Griffith Review 51 does not see our politics and governance as an extension of Flemington, Morphettville or Randwick. It implicitly starts from the proposition (Politics 101 recalled here) that in systems there are inputs, outputs and a box in the middle where things happen – or are supposed to. Then there are outcomes, feedback loops, and an environment. Systems in government generate, among other outputs, policies, which, in turn, have outcomes, that is, they affect people.

Without needing to categorise each article in GR 51 as being about particular bits of the generic system – it’s a crude model anyway – it is clear that the volume ranges widely and mostly fruitfully in the interest of fostering ‘a society that really works’. Some pieces are reruns of things the authors have said before but they will probably reach a bigger audience in this medium.
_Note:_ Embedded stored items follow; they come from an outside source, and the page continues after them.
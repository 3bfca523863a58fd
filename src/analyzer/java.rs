use std::collections::HashSet;

use anyhow::Result;
use quick_xml::events::Event;
use quick_xml::Reader;
use regex::Regex;

use super::buckets;
use crate::classifier::classify;
use crate::models::{BucketMap, Ingredient, IngredientType};

/// Extractor for Maven `pom.xml`.
///
/// Every `<dependency>` artifact (wherever it appears, including
/// `dependencyManagement` and plugin dependencies) is a necessary Library;
/// every `<plugin>` artifact is a Tool under `plugins`.
pub struct PomExtractor;

impl PomExtractor {
    pub fn new() -> Self {
        Self
    }
}

impl super::Extractor for PomExtractor {
    fn extract(&self, text: &str) -> Result<BucketMap> {
        let mut reader = Reader::from_str(text);
        reader.config_mut().trim_text(true);

        let mut deps = BucketMap::new();
        let mut seen_deps: HashSet<String> = HashSet::new();
        let mut seen_plugins: HashSet<String> = HashSet::new();

        // Open element names, innermost last.
        let mut stack: Vec<String> = Vec::new();
        let mut buf = Vec::new();

        loop {
            match reader.read_event_into(&mut buf)? {
                Event::Start(ref e) => {
                    let name = String::from_utf8_lossy(e.name().local_name().as_ref()).into_owned();
                    stack.push(name);
                }
                Event::End(_) => {
                    stack.pop();
                }
                Event::Text(ref e) if stack.last().map(String::as_str) == Some("artifactId") => {
                    let artifact = e.unescape()?.trim().to_string();
                    let owner = stack.len().checked_sub(2).map(|i| stack[i].as_str());
                    match owner {
                        _ if artifact.is_empty() => {}
                        Some("dependency") => {
                            if seen_deps.insert(artifact.clone()) {
                                deps.push(buckets::NECESSARY, classify(&artifact));
                            }
                        }
                        Some("plugin") => {
                            if seen_plugins.insert(artifact.clone()) {
                                deps.push(
                                    buckets::PLUGINS,
                                    Ingredient::new(artifact, IngredientType::Tool),
                                );
                            }
                        }
                        _ => {}
                    }
                }
                Event::Eof => break,
                _ => {}
            }
            buf.clear();
        }

        Ok(deps)
    }
}

/// Extractor for `build.gradle` and `build.gradle.kts`.
///
/// Recognises the `"group:artifact:version"` shorthand (Groovy and Kotlin
/// call syntax) and the `group: ..., name: ...` map form. Test
/// configurations land in `devDependencies`, everything else in `necessary`.
pub struct GradleExtractor;

impl GradleExtractor {
    pub fn new() -> Self {
        Self
    }
}

const GRADLE_CONFIGURATIONS: &str = r"implementation|api|compileOnly|runtimeOnly|annotationProcessor|kapt|ksp|compile|runtime|testImplementation|testCompileOnly|testRuntimeOnly|testCompile|androidTestImplementation";

impl super::Extractor for GradleExtractor {
    fn extract(&self, text: &str) -> Result<BucketMap> {
        // implementation 'g:a:v'   implementation("g:a:v")
        let re_shorthand = Regex::new(&format!(
            r#"\b({})\s*\(?\s*['"]([^'":\s]+):([^'":\s]+)(?::[^'"]*)?['"]"#,
            GRADLE_CONFIGURATIONS
        ))?;
        // implementation group: 'g', name: 'a', version: 'v'
        let re_map = Regex::new(&format!(
            r#"\b({})\s*\(?\s*group\s*:\s*['"]([^'"]+)['"]\s*,\s*name\s*:\s*['"]([^'"]+)['"]"#,
            GRADLE_CONFIGURATIONS
        ))?;

        let mut deps = BucketMap::new();
        let mut seen: HashSet<(String, String)> = HashSet::new();

        for line in text.lines() {
            let line = line.trim();
            if line.starts_with("//") {
                continue;
            }
            let caps = match re_shorthand.captures(line).or_else(|| re_map.captures(line)) {
                Some(caps) => caps,
                None => continue,
            };
            let configuration = &caps[1];
            let artifact = caps[3].to_string();
            let bucket = if configuration.starts_with("test")
                || configuration.starts_with("androidTest")
            {
                buckets::DEV
            } else {
                buckets::NECESSARY
            };
            if seen.insert((bucket.to_string(), artifact.clone())) {
                deps.push(bucket, classify(&artifact));
            }
        }

        Ok(deps)
    }
}
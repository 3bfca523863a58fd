use std::collections::HashSet;

use anyhow::Result;
use regex::Regex;

use super::buckets;
use crate::classifier::classify;
use crate::models::{BucketMap, Ingredient, IngredientType};

/// Module path without its major-version suffix (`/v2`, `/v3.1`).
fn module_name<'a>(re: &Regex, path: &'a str) -> &'a str {
    re.captures(path)
        .and_then(|c| c.get(1))
        .map(|m| m.as_str())
        .unwrap_or(path)
}

fn major_version_re() -> Result<Regex> {
    Ok(Regex::new(r"^(.*?)(?:/v\d+(?:\.\d+)*)?$")?)
}

#[derive(Clone, Copy, PartialEq)]
enum Section {
    TopLevel,
    Require,
    Tool,
    Skipped,
}

/// Extractor for `go.mod`.
///
/// `require` directives (single line or block) are `necessary`, or
/// `indirect` when marked `// indirect`. `tool` directives are Tools.
/// `replace`, `exclude` and `retract` blocks are skipped.
pub struct GoModExtractor;

impl GoModExtractor {
    pub fn new() -> Self {
        Self
    }
}

impl super::Extractor for GoModExtractor {
    fn extract(&self, text: &str) -> Result<BucketMap> {
        let major_re = major_version_re()?;
        let mut deps = BucketMap::new();
        let mut section = Section::TopLevel;

        let require = |deps: &mut BucketMap, spec: &str| {
            let (spec, indirect) = match spec.split_once("//") {
                Some((spec, comment)) => (spec, comment.trim() == "indirect"),
                None => (spec, false),
            };
            let fields: Vec<&str> = spec.split_whitespace().collect();
            if fields.len() < 2 {
                tracing::warn!("go.mod: not a requirement: {}", spec.trim());
                return;
            }
            let name = module_name(&major_re, fields[0]);
            let bucket = if indirect {
                buckets::INDIRECT
            } else {
                buckets::NECESSARY
            };
            deps.push(bucket, classify(name));
        };

        for line in text.lines() {
            let line = line.trim();
            if line.is_empty() || line.starts_with("//") {
                continue;
            }

            if section != Section::TopLevel {
                if line == ")" {
                    section = Section::TopLevel;
                    continue;
                }
                match section {
                    Section::Require => require(&mut deps, line),
                    Section::Tool => deps.push(buckets::TOOLS, tool(line)),
                    _ => {}
                }
                continue;
            }

            let (directive, rest) = match line.split_once(char::is_whitespace) {
                Some((directive, rest)) => (directive, rest.trim()),
                None => (line, ""),
            };
            let opens_block = rest == "(";
            match directive {
                "require" if opens_block => section = Section::Require,
                "require" => require(&mut deps, rest),
                "tool" if opens_block => section = Section::Tool,
                "tool" => deps.push(buckets::TOOLS, tool(rest)),
                _ if opens_block => section = Section::Skipped,
                _ => {}
            }
        }

        Ok(deps)
    }
}

fn tool(path: &str) -> Ingredient {
    let path = path.split("//").next().unwrap_or(path).trim();
    Ingredient::new(path, IngredientType::Tool)
}

/// Extractor for `go.sum`: one entry per module, first occurrence wins.
pub struct GoSumExtractor;

impl GoSumExtractor {
    pub fn new() -> Self {
        Self
    }
}

impl super::Extractor for GoSumExtractor {
    fn extract(&self, text: &str) -> Result<BucketMap> {
        let major_re = major_version_re()?;
        let mut deps = BucketMap::new();
        let mut seen: HashSet<String> = HashSet::new();

        for line in text.lines() {
            let line = line.trim();
            if line.is_empty() {
                continue;
            }
            let fields: Vec<&str> = line.split_whitespace().collect();
            if fields.len() < 2 {
                tracing::warn!("go.sum: not a checksum line: {}", line);
                continue;
            }
            let name = module_name(&major_re, fields[0]);
            if seen.insert(name.to_string()) {
                deps.push(buckets::LOCKFILE, classify(name));
            }
        }

        Ok(deps)
    }
}
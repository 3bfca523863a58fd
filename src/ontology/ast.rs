use std::fmt;

/// A parsed (or about to be rendered) ontology description.
#[derive(Debug, Clone, Default, PartialEq, Eq)]
pub struct Document {
    pub name: String,
    pub concepts: Vec<String>,
    pub individuals: Vec<String>,
    pub relations: Vec<String>,
    pub triples: Vec<Triple>,
}

/// `subject = relation => object;`
#[derive(Debug, Clone, PartialEq, Eq)]
pub struct Triple {
    pub subject: String,
    pub relation: String,
    pub object: String,
}

impl Triple {
    pub fn new(
        subject: impl Into<String>,
        relation: impl Into<String>,
        object: impl Into<String>,
    ) -> Self {
        Self {
            subject: subject.into(),
            relation: relation.into(),
            object: object.into(),
        }
    }
}

const SECTION: &str = "    ";
const ITEM: &str = "        ";

fn write_list(f: &mut fmt::Formatter<'_>, keyword: &str, items: &[String]) -> fmt::Result {
    writeln!(f, "{}{} {{", SECTION, keyword)?;
    for (i, item) in items.iter().enumerate() {
        let sep = if i + 1 < items.len() { "," } else { "" };
        writeln!(f, "{}{}{}", ITEM, item, sep)?;
    }
    writeln!(f, "{}}}", SECTION)?;
    writeln!(f)
}

impl fmt::Display for Document {
    fn fmt(&self, f: &mut fmt::Formatter<'_>) -> fmt::Result {
        writeln!(f, "Ontology {}", self.name)?;
        writeln!(f)?;
        write_list(f, "concepts", &self.concepts)?;
        writeln!(f, "{}% Individuals", SECTION)?;
        write_list(f, "individuals", &self.individuals)?;
        write_list(f, "relationships", &self.relations)?;
        writeln!(f, "{}triples {{", SECTION)?;
        for triple in &self.triples {
            writeln!(f, "{}{}", ITEM, triple)?;
        }
        writeln!(f, "{}}}", SECTION)?;
        writeln!(f, ".")
    }
}

impl fmt::Display for Triple {
    fn fmt(&self, f: &mut fmt::Formatter<'_>) -> fmt::Result {
        write!(f, "{} = {} => {};", self.subject, self.relation, self.object)
    }
}

#[cfg(test)]
mod tests {
    use super::*;

    #[test]
    fn test_render_layout() {
        let doc = Document {
            name: "Foo".to_string(),
            concepts: vec!["Task".to_string(), "Language".to_string()],
            individuals: vec!["Foo".to_string()],
            relations: vec![],
            triples: vec![Triple::new("Foo", "iof", "System")],
        };
        let text = doc.to_string();
        assert!(text.starts_with("Ontology Foo\n"));
        assert!(text.contains("    concepts {\n        Task,\n        Language\n    }\n"));
        assert!(text.contains("    relationships {\n    }\n"));
        assert!(text.contains("        Foo = iof => System;\n"));
        assert!(text.ends_with("    }\n.\n"));
    }
}
use std::fs;
use std::path::Path;

use anyhow::{Context, Result};
use indexmap::IndexMap;
use walkdir::WalkDir;

use crate::analyzer::ManifestKind;
use crate::config::Config;
use crate::models::{EntryKind, FileEntry, ManifestFile, RepositorySnapshot};

/// File extension to the language it is written in.
const EXTENSIONS: &[(&str, &str)] = &[
    ("rs", "Rust"),
    ("py", "Python"),
    ("ipynb", "Jupyter Notebook"),
    ("js", "JavaScript"),
    ("mjs", "JavaScript"),
    ("cjs", "JavaScript"),
    ("jsx", "JavaScript"),
    ("ts", "TypeScript"),
    ("tsx", "TypeScript"),
    ("java", "Java"),
    ("kt", "Kotlin"),
    ("kts", "Kotlin"),
    ("scala", "Scala"),
    ("groovy", "Groovy"),
    ("rb", "Ruby"),
    ("php", "PHP"),
    ("go", "Go"),
    ("c", "C"),
    ("h", "C"),
    ("cc", "C++"),
    ("cpp", "C++"),
    ("cxx", "C++"),
    ("hpp", "C++"),
    ("cs", "C#"),
    ("fs", "F#"),
    ("fsx", "F#"),
    ("vb", "Visual Basic .NET"),
    ("swift", "Swift"),
    ("m", "Objective-C"),
    ("sh", "Shell"),
    ("bash", "Shell"),
    ("ps1", "PowerShell"),
    ("html", "HTML"),
    ("css", "CSS"),
    ("scss", "SCSS"),
    ("vue", "Vue"),
    ("dart", "Dart"),
    ("lua", "Lua"),
    ("r", "R"),
    ("pl", "Perl"),
    ("hs", "Haskell"),
    ("ex", "Elixir"),
    ("exs", "Elixir"),
    ("erl", "Erlang"),
    ("clj", "Clojure"),
    ("ml", "OCaml"),
    ("v", "Coq"),
];

fn language_of(path: &Path) -> Option<&'static str> {
    let ext = path.extension()?.to_str()?.to_ascii_lowercase();
    EXTENSIONS
        .iter()
        .find(|(e, _)| *e == ext)
        .map(|(_, lang)| *lang)
}

/// Load repository snapshots from a JSON file holding one object or an array.
pub fn load_snapshots(path: &Path) -> Result<Vec<RepositorySnapshot>> {
    let content = fs::read_to_string(path)
        .with_context(|| format!("failed to read snapshot {}", path.display()))?;
    let value: serde_json::Value = serde_json::from_str(&content)
        .with_context(|| format!("invalid JSON in {}", path.display()))?;

    let snapshots = if value.is_array() {
        serde_json::from_value::<Vec<RepositorySnapshot>>(value)
    } else {
        serde_json::from_value::<RepositorySnapshot>(value).map(|s| vec![s])
    }
    .with_context(|| format!("invalid repository snapshot in {}", path.display()))?;

    Ok(snapshots)
}

/// Build a snapshot of the local repository at `root`.
pub fn scan_directory(root: &Path, config: &Config) -> Result<RepositorySnapshot> {
    let name = root
        .file_name()
        .and_then(|n| n.to_str())
        .unwrap_or("repository")
        .to_string();

    let mut snapshot = RepositorySnapshot {
        name,
        ..Default::default()
    };
    let mut language_bytes: IndexMap<String, u64> = IndexMap::new();

    let walker = WalkDir::new(root)
        .min_depth(1)
        .sort_by_file_name()
        .into_iter()
        .filter_entry(|e| {
            !(e.file_type().is_dir()
                && e
                    .file_name()
                    .to_str()
                    .is_some_and(|n| config.scan.ignore.iter().any(|i| i == n)))
        });

    for entry in walker {
        let entry = match entry {
            Ok(entry) => entry,
            Err(e) => {
                tracing::warn!("skipping unreadable entry: {}", e);
                continue;
            }
        };
        let Ok(relative) = entry.path().strip_prefix(root) else {
            continue;
        };
        let path = relative
            .components()
            .map(|c| c.as_os_str().to_string_lossy())
            .collect::<Vec<_>>()
            .join("/");

        if entry.file_type().is_dir() {
            snapshot.files.push(FileEntry {
                path,
                kind: EntryKind::Tree,
            });
            continue;
        }
        if !entry.file_type().is_file() {
            continue;
        }

        if let Some(lang) = language_of(entry.path()) {
            let size = entry.metadata().map(|m| m.len()).unwrap_or(0);
            *language_bytes.entry(lang.to_string()).or_insert(0) += size;
        }

        if let Some(kind) = ManifestKind::for_path(&path) {
            let text = match fs::read_to_string(entry.path()) {
                Ok(text) => Some(text),
                Err(e) => {
                    tracing::warn!("failed to read {}: {}", path, e);
                    None
                }
            };
            tracing::debug!("found {} manifest at {}", kind, path);
            snapshot
                .manifests
                .entry(kind.key().to_string())
                .or_default()
                .push(ManifestFile {
                    path: path.clone(),
                    text,
                });
        }

        if entry.depth() == 1 {
            let file_name = entry.file_name().to_string_lossy();
            let is_readme =
                file_name.to_ascii_uppercase().starts_with("README") && snapshot.readme.is_none();
            if is_readme || file_name == ".gitmodules" {
                match fs::read_to_string(entry.path()) {
                    Ok(text) if is_readme => snapshot.readme = Some(text),
                    Ok(text) => snapshot.submodules = submodule_paths(&text),
                    Err(e) => tracing::warn!("failed to read {}: {}", path, e),
                }
            }
        }

        snapshot.files.push(FileEntry {
            path,
            kind: EntryKind::Blob,
        });
    }

    language_bytes.sort_by(|_, a, _, b| b.cmp(a));
    snapshot.languages = language_bytes;

    tracing::info!(
        "scanned {}: {} entries, {} manifest kinds",
        root.display(),
        snapshot.files.len(),
        snapshot.manifests.len()
    );
    Ok(snapshot)
}

/// `path = ...` entries of a `.gitmodules` file.
fn submodule_paths(text: &str) -> Vec<String> {
    text.lines()
        .filter_map(|line| {
            let (key, value) = line.trim().split_once('=')?;
            let value = value.trim();
            (key.trim() == "path" && !value.is_empty()).then(|| value.to_string())
        })
        .collect()
}
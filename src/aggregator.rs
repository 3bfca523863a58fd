//! Folds every manifest of a repository into one bucket map.

use crate::analyzer::{buckets, dotnet, go, java, node, php, python, ruby, rust};
use crate::analyzer::{Extractor, ManifestKind};
use crate::classifier::classify;
use crate::classifier::tfm::FrameworkTable;
use crate::config::Config;
use crate::models::{Bucket, BucketMap, RepositorySnapshot};
use crate::normalizer::normalize_language;

/// Repository languages that are .NET languages per the configuration,
/// in normalized form.
pub fn dotnet_languages(snapshot: &RepositorySnapshot, config: &Config) -> Vec<String> {
    snapshot
        .languages
        .keys()
        .filter(|lang| {
            config
                .dotnet
                .languages
                .iter()
                .any(|known| known.eq_ignore_ascii_case(lang))
        })
        .map(|lang| normalize_language(lang))
        .collect()
}

/// Run the extractor for every manifest of the snapshot and fold the results.
///
/// Kinds listed in `exclude` are skipped. A manifest that fails to parse is
/// logged and skipped; the rest of the repository is still processed.
pub fn aggregate(
    snapshot: &RepositorySnapshot,
    config: &Config,
    exclude: &[ManifestKind],
) -> BucketMap {
    let table = FrameworkTable::new(&config.dotnet.frameworks);
    let languages = dotnet_languages(snapshot, config);
    let mut deps = BucketMap::new();

    for kind in ManifestKind::ALL {
        if exclude.contains(&kind) {
            continue;
        }
        let files = manifest_files(snapshot, kind);
        if files.is_empty() {
            continue;
        }

        let extractor: Box<dyn Extractor + '_> = match kind {
            ManifestKind::PyProject => Box::new(python::PyProjectExtractor::new()),
            ManifestKind::Requirements => Box::new(python::RequirementsExtractor::new()),
            ManifestKind::PipfileLock => Box::new(python::PipfileLockExtractor::new()),
            ManifestKind::PackageJson => Box::new(node::PackageJsonExtractor::new()),
            ManifestKind::PackageLock => Box::new(node::PackageLockExtractor::new()),
            ManifestKind::YarnLock => Box::new(node::YarnLockExtractor::new()),
            ManifestKind::Pom => Box::new(java::PomExtractor::new()),
            ManifestKind::Gradle => Box::new(java::GradleExtractor::new()),
            ManifestKind::Gemfile => Box::new(ruby::GemfileExtractor::new()),
            ManifestKind::Composer => Box::new(php::ComposerExtractor::new()),
            ManifestKind::GoMod => Box::new(go::GoModExtractor::new()),
            ManifestKind::GoSum => Box::new(go::GoSumExtractor::new()),
            ManifestKind::CargoToml => Box::new(rust::CargoTomlExtractor::new()),
            ManifestKind::CargoLock => Box::new(rust::CargoLockExtractor::new()),
            ManifestKind::CsProj | ManifestKind::VbProj | ManifestKind::FsProj => {
                Box::new(dotnet::ProjectFileExtractor::new(&table, &languages))
            }
            ManifestKind::PackagesConfig => {
                Box::new(dotnet::PackagesConfigExtractor::new(&table, &languages))
            }
        };

        for (path, text) in files {
            match extractor.extract(text) {
                Ok(found) => {
                    tracing::debug!(
                        "{}: {} ingredients from {}",
                        kind,
                        found.ingredients().len(),
                        path
                    );
                    if let Err(e) = deps.merge(found) {
                        tracing::warn!("{}: {}: {}", kind, path, e);
                    }
                }
                Err(e) => tracing::warn!("{}: failed to parse {}: {:#}", kind, path, e),
            }
        }
    }

    let submodules: Vec<_> = snapshot.submodules.iter().map(|s| classify(s)).collect();
    deps.insert(buckets::SUBMODULES, Bucket::List(submodules));

    tag_tasks(&mut deps, config);
    deps
}

/// Manifests of `kind` with non-empty text, as `(path, text)`.
fn manifest_files(snapshot: &RepositorySnapshot, kind: ManifestKind) -> Vec<(&str, &str)> {
    snapshot
        .manifests
        .iter()
        .filter(|(key, _)| ManifestKind::from_key(key) == Some(kind))
        .flat_map(|(_, files)| files.iter())
        .filter_map(|file| match file.text.as_deref() {
            Some(text) if !text.trim().is_empty() => Some((file.path.as_str(), text)),
            _ => {
                tracing::debug!("{}: {} has no content", kind, file.path);
                None
            }
        })
        .collect()
}

/// Add the configured task to every ingredient of the matching bucket.
/// Keys are a bucket (`devDependencies`) or a bucket group (`groups.test`).
fn tag_tasks(deps: &mut BucketMap, config: &Config) {
    for (key, task) in &config.tasks.0 {
        match key.split_once('.') {
            None => deps.for_each_in(key, |ingredient| {
                ingredient.associated_tasks.insert(task.clone());
            }),
            Some((bucket, group)) => {
                if let Some(Bucket::Groups(groups)) = deps.get_mut(bucket) {
                    if let Some(items) = groups.get_mut(group) {
                        for ingredient in items {
                            ingredient.associated_tasks.insert(task.clone());
                        }
                    }
                }
            }
        }
    }
}

#[cfg(test)]
mod tests {
    use super::*;
    use crate::models::{IngredientType, ManifestFile};

    fn snapshot(manifests: &[(&str, &str, Option<&str>)]) -> RepositorySnapshot {
        let mut snapshot = RepositorySnapshot {
            name: "Foo".to_string(),
            ..Default::default()
        };
        for (key, path, text) in manifests {
            snapshot
                .manifests
                .entry(key.to_string())
                .or_default()
                .push(ManifestFile {
                    path: path.to_string(),
                    text: text.map(String::from),
                });
        }
        snapshot
    }

    fn names(deps: &BucketMap, key: &str) -> Vec<String> {
        match deps.get(key) {
            Some(Bucket::List(items)) => items.iter().map(|i| i.name.clone()).collect(),
            other => panic!("expected list bucket '{}', got {:?}", key, other),
        }
    }

    #[test]
    fn test_lists_concatenate_across_files() {
        let snap = snapshot(&[
            ("requirements.txt", "requirements.txt", Some("numpy\n")),
            ("requirements.txt", "docs/requirements.txt", Some("numpy\nsphinx\n")),
        ]);
        let deps = aggregate(&snap, &Config::default(), &[]);
        assert_eq!(names(&deps, buckets::NECESSARY), vec!["numpy", "numpy", "sphinx"]);
    }

    #[test]
    fn test_broken_manifest_does_not_stop_others() {
        let snap = snapshot(&[
            ("package.json", "package.json", Some("{ broken")),
            ("requirements.txt", "requirements.txt", Some("flask\n")),
            ("Cargo.toml", "Cargo.toml", None),
        ]);
        let deps = aggregate(&snap, &Config::default(), &[]);
        assert_eq!(names(&deps, buckets::NECESSARY), vec!["flask"]);
    }

    #[test]
    fn test_excluded_kinds_are_skipped() {
        let snap = snapshot(&[
            ("requirements.txt", "requirements.txt", Some("flask\n")),
            ("Gemfile", "Gemfile", Some("gem 'rails'\n")),
        ]);
        let deps = aggregate(&snap, &Config::default(), &[ManifestKind::Requirements]);
        assert_eq!(names(&deps, buckets::NECESSARY), vec!["rails"]);
    }

    #[test]
    fn test_tasks_are_tagged_from_config() {
        let snap = snapshot(&[
            (
                "package.json",
                "package.json",
                Some(r#"{"dependencies": {"express": "*"}, "devDependencies": {"jest": "*"}}"#),
            ),
            (
                "Gemfile",
                "Gemfile",
                Some("group :test do\n  gem 'rspec'\nend\n"),
            ),
        ]);
        let deps = aggregate(&snap, &Config::default(), &[]);
        let all = deps.ingredients();
        let find = |name: &str| all.iter().find(|i| i.name == name).unwrap();
        assert!(find("express").associated_tasks.is_empty());
        assert!(find("jest").associated_tasks.contains("development"));
        assert!(find("rspec").associated_tasks.contains("testing"));
    }

    #[test]
    fn test_dotnet_frameworks_carry_repository_languages() {
        let mut snap = snapshot(&[(
            ".csproj",
            "App/App.csproj",
            Some(r#"<Project><PropertyGroup><TargetFramework>net8.0</TargetFramework></PropertyGroup></Project>"#),
        )]);
        snap.languages.insert("C#".to_string(), 5000);
        snap.languages.insert("Visual Basic .NET".to_string(), 100);
        snap.languages.insert("PowerShell".to_string(), 20);

        let deps = aggregate(&snap, &Config::default(), &[]);
        match deps.get(buckets::FRAMEWORKS) {
            Some(Bucket::List(items)) => {
                assert_eq!(items[0].kind, IngredientType::Framework);
                let langs: Vec<_> = items[0].associated_languages.iter().cloned().collect();
                assert_eq!(langs, vec!["C#", "Visual_Basic_.NET"]);
            }
            other => panic!("unexpected {:?}", other),
        }
    }

    #[test]
    fn test_submodules_become_ingredients() {
        let mut snap = snapshot(&[]);
        snap.submodules = vec!["third_party/googletest".to_string(), " ".to_string()];
        let deps = aggregate(&snap, &Config::default(), &[]);
        assert_eq!(names(&deps, buckets::SUBMODULES), vec!["third_party/googletest"]);
    }
}
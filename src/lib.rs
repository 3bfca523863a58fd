//! Turn a repository's dependency manifests into a cocktail ontology.
//!
//! Manifests are parsed by [`analyzer`] extractors into typed ingredient
//! buckets, folded by [`aggregator`], deduplicated by [`merge`], reshaped by
//! [`normalizer`] and emitted as ontology text by [`ontology::emitter`]. The
//! text parses back through [`ontology::parser`] and compiles to Graphviz
//! DOT in [`ontology::dot`]. [`pipeline`] chains the whole thing.

pub mod aggregator;
pub mod analyzer;
pub mod classifier;
pub mod config;
pub mod detector;
pub mod error;
pub mod merge;
pub mod models;
pub mod normalizer;
pub mod ontology;
pub mod pipeline;
pub mod report;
Julianne Schulz’s brisk introduction marks out the territory of the book, pointing out that ‘systems are human constructs, shaped to address complex problems and to enable us to shape our own destiny’. How is this shaping to be done? Schultz nails it while writing an epitaph for our manifestly inadequate former prime minister and his beknighted catchphrases, ‘captain’s pick’ or ‘captain’s call’, the latter recently chosen by the Macquarie Dictionary as the word of the year.

It [the catchphrase] demonstrated that he did not have sufficient mastery or respect for the processes of government – of rigorous, evidence-based policy-making tested by a robust exchange of views – or the essential skill of a politician to negotiate, compromise and find solutions that achieve the desired end while alienating as few as possible (emphasis added).

The best pieces in GR 51 are about fear, Indigenous Australia, and institutions and organising. First, fear. This reviewer saw fear as a theme in five of the articles. Carmen Lawrence’s book Fear and Politics (2006) was perceptive on how xenophobia has shaped Australian history and politics and her article in GR 51 carries on from there, describing how she encourages her students to ‘live with doubt’ – which sounds somewhat like coping with fear, all of us to confront our own history – where white fear of our First Peoples has been central – and her former colleagues in politics not ‘to be captive to the idea that to admit uncertainty is certain death’ – which covers the fear of being seen temporarily without policy clothing while not having the capacity (through ‘rigorous, evidence-based policy-making’) to remedy the situation.

Julian Burnside reprises part of his Hamer Oration from 2015, talking about the collapse of our values as we deal with fear of ‘the other’ by incarcerating asylum seekers, saying that

by our response to boat people since August 2001, we may have defined our national character … Just as a person’s character is judged by their conduct, so a country’s character is judged by its conduct. Australia is now judged overseas by its behaviour as cruel and selfish.

JB4829990-3x2-940x627Julian Burnside (ABC)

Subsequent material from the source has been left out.